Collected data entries
::::::::::
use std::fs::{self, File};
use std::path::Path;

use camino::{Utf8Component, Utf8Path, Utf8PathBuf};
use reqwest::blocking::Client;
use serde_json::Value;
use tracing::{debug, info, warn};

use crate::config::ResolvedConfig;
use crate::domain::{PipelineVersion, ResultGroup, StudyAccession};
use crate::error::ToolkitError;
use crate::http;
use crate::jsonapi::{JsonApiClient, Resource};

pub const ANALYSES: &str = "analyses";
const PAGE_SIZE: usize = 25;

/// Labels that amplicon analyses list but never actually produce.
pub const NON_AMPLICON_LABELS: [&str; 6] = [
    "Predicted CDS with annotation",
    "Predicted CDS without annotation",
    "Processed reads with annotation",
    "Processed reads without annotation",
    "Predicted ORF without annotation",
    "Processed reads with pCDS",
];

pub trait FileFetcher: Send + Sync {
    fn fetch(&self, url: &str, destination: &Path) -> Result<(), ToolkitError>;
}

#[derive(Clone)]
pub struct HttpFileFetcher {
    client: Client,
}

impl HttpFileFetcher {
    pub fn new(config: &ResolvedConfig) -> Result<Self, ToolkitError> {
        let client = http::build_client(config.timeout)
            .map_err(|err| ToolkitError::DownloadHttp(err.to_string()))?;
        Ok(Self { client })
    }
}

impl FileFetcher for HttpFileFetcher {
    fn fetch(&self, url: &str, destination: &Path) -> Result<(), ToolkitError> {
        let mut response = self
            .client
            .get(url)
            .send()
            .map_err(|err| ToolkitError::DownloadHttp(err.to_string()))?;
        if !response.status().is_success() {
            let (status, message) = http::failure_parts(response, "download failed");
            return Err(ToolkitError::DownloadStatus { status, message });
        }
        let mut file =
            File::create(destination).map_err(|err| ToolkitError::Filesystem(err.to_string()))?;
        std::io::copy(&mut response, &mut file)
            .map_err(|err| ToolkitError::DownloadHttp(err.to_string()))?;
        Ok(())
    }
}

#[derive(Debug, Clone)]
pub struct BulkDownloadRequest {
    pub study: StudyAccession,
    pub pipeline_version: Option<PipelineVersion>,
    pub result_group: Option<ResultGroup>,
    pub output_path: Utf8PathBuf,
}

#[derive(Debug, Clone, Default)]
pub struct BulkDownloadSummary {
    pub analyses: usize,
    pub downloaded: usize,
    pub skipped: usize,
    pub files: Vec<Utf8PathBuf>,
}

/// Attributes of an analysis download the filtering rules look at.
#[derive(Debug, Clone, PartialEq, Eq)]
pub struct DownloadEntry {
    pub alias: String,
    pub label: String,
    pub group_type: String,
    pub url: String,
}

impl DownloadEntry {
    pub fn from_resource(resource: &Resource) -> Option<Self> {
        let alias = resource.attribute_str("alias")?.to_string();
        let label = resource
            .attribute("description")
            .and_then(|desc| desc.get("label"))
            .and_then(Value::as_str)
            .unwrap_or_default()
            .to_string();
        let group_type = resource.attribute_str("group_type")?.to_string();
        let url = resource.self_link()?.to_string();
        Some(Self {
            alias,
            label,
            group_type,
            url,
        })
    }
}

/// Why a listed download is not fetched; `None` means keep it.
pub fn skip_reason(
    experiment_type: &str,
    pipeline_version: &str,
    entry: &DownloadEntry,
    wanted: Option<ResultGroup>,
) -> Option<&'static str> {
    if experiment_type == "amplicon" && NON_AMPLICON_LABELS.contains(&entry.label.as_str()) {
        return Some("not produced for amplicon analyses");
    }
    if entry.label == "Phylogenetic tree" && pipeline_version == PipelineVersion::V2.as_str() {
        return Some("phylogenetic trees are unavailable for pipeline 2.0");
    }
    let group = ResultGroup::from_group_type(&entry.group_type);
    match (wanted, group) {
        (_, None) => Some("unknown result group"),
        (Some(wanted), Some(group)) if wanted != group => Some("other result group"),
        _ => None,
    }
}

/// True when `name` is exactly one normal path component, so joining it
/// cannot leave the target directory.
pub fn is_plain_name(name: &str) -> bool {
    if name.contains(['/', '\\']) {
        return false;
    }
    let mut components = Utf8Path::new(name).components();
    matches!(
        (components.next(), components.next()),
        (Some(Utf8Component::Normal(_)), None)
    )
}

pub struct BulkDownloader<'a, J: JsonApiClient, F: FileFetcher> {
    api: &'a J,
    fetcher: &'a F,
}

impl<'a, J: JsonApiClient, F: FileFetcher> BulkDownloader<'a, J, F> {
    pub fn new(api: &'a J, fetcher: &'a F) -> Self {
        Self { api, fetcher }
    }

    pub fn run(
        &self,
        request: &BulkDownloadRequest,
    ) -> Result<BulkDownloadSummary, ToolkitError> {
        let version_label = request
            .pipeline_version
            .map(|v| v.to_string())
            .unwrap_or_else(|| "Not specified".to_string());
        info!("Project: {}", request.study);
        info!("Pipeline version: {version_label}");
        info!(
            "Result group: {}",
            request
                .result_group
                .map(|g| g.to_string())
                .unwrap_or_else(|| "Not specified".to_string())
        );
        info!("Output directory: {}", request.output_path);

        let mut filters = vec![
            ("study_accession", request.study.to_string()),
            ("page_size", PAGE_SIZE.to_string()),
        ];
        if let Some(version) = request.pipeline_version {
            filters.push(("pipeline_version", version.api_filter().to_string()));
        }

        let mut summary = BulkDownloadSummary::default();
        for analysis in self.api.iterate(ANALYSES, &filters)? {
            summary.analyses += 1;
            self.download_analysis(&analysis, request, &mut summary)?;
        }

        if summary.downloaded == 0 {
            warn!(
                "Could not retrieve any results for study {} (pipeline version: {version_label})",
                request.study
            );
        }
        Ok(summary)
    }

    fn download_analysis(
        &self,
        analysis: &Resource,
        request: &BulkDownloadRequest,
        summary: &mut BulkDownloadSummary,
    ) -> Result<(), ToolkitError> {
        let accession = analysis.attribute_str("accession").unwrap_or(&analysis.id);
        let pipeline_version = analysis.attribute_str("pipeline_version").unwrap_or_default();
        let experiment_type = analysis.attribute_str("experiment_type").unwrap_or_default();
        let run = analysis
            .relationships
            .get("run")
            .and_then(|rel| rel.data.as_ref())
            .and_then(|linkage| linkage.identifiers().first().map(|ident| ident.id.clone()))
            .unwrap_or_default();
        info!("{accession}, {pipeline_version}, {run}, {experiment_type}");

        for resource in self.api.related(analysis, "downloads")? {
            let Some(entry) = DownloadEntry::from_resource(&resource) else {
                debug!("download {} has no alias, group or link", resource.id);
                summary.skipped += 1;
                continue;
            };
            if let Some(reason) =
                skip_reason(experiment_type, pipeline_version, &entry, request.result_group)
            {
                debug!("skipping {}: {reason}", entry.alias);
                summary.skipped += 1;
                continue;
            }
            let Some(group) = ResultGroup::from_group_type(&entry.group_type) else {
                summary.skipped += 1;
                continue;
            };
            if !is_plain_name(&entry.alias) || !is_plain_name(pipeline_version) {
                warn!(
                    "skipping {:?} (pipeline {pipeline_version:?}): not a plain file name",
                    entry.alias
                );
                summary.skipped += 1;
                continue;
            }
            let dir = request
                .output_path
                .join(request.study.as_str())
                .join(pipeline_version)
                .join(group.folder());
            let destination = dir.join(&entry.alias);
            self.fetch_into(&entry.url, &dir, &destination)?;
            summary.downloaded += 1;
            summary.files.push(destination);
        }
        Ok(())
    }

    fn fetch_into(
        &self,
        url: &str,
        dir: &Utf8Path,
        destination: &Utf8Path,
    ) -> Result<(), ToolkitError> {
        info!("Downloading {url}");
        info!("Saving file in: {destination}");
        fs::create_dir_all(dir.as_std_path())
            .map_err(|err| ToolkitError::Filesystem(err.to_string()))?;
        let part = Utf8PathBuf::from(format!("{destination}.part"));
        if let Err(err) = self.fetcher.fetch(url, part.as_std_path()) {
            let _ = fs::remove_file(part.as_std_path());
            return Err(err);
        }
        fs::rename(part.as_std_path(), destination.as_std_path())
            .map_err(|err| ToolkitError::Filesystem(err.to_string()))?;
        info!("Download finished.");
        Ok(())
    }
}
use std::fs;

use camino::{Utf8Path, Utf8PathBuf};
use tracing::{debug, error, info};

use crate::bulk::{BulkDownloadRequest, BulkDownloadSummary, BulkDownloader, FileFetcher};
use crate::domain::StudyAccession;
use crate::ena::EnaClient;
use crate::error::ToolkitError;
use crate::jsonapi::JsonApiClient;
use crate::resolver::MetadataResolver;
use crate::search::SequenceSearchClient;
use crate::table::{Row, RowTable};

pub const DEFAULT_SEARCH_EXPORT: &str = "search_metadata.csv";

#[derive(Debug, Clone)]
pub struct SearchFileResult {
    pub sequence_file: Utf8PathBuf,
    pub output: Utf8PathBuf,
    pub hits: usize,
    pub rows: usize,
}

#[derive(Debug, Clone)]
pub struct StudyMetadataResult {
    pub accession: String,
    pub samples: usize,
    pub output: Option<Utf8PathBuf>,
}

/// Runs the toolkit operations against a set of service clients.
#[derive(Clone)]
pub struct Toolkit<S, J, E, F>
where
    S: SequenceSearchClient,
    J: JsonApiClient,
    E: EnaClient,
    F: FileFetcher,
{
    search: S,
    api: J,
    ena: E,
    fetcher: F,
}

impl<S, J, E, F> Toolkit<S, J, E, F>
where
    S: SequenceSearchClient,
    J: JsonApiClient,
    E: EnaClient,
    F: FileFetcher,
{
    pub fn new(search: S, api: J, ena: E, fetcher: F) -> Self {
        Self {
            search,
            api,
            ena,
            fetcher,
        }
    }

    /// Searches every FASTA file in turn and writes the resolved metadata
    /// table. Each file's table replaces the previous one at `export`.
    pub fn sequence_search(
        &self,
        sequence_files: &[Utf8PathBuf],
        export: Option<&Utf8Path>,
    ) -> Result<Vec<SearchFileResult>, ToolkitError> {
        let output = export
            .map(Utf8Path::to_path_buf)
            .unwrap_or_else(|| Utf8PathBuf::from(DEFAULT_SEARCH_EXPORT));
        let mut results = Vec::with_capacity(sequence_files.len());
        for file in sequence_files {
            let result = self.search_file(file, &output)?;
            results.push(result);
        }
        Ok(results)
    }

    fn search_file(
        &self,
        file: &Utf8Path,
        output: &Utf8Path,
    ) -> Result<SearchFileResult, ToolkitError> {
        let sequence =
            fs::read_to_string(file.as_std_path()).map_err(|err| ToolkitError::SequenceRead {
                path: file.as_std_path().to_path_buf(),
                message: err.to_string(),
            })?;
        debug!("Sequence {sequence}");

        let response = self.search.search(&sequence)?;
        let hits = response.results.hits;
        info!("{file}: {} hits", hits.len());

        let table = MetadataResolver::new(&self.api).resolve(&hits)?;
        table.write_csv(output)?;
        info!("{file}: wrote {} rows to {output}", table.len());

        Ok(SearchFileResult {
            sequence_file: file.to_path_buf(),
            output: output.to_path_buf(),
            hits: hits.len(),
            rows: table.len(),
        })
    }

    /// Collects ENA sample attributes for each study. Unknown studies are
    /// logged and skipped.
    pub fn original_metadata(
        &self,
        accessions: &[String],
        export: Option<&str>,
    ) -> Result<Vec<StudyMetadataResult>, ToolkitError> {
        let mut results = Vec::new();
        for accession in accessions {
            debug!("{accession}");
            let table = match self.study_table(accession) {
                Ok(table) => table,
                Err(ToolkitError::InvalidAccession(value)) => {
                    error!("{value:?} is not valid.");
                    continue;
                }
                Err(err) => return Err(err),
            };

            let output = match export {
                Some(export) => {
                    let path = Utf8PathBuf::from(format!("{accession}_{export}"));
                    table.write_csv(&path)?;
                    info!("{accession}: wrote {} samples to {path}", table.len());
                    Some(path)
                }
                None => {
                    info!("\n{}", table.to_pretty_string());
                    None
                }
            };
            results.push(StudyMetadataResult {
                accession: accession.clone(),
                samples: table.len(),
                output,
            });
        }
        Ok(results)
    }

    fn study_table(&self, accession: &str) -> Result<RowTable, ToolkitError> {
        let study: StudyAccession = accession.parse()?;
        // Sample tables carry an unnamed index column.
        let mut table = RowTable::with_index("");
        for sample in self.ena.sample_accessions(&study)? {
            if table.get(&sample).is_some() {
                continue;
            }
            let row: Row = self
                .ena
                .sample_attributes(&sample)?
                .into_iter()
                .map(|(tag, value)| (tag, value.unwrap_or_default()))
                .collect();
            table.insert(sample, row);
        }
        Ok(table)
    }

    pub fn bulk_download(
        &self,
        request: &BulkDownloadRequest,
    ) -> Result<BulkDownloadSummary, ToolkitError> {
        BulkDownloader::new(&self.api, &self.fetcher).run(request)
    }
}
::::::::::
* [Work required] Please copy, word for word, every line from the first line of the records through the line containing "#[derive(Debug, Clone, Default)]", with both of those lines included and nothing else.

* [Finished exercise]
use std::fs::{self, File};
use std::path::Path;

use camino::{Utf8Component, Utf8Path, Utf8PathBuf};
use reqwest::blocking::Client;
use serde_json::Value;
use tracing::{debug, info, warn};

use crate::config::ResolvedConfig;
use crate::domain::{PipelineVersion, ResultGroup, StudyAccession};
use crate::error::ToolkitError;
use crate::http;
use crate::jsonapi::{JsonApiClient, Resource};

pub const ANALYSES: &str = "analyses";
const PAGE_SIZE: usize = 25;

/// Labels that amplicon analyses list but never actually produce.
pub const NON_AMPLICON_LABELS: [&str; 6] = [
    "Predicted CDS with annotation",
    "Predicted CDS without annotation",
    "Processed reads with annotation",
    "Processed reads without annotation",
    "Predicted ORF without annotation",
    "Processed reads with pCDS",
];

pub trait FileFetcher: Send + Sync {
    fn fetch(&self, url: &str, destination: &Path) -> Result<(), ToolkitError>;
}

#[derive(Clone)]
pub struct HttpFileFetcher {
    client: Client,
}

impl HttpFileFetcher {
    pub fn new(config: &ResolvedConfig) -> Result<Self, ToolkitError> {
        let client = http::build_client(config.timeout)
            .map_err(|err| ToolkitError::DownloadHttp(err.to_string()))?;
        Ok(Self { client })
    }
}

impl FileFetcher for HttpFileFetcher {
    fn fetch(&self, url: &str, destination: &Path) -> Result<(), ToolkitError> {
        let mut response = self
            .client
            .get(url)
            .send()
            .map_err(|err| ToolkitError::DownloadHttp(err.to_string()))?;
        if !response.status().is_success() {
            let (status, message) = http::failure_parts(response, "download failed");
            return Err(ToolkitError::DownloadStatus { status, message });
        }
        let mut file =
            File::create(destination).map_err(|err| ToolkitError::Filesystem(err.to_string()))?;
        std::io::copy(&mut response, &mut file)
            .map_err(|err| ToolkitError::DownloadHttp(err.to_string()))?;
        Ok(())
    }
}

#[derive(Debug, Clone)]
pub struct BulkDownloadRequest {
    pub study: StudyAccession,
    pub pipeline_version: Option<PipelineVersion>,
    pub result_group: Option<ResultGroup>,
    pub output_path: Utf8PathBuf,
}

#[derive(Debug, Clone, Default)]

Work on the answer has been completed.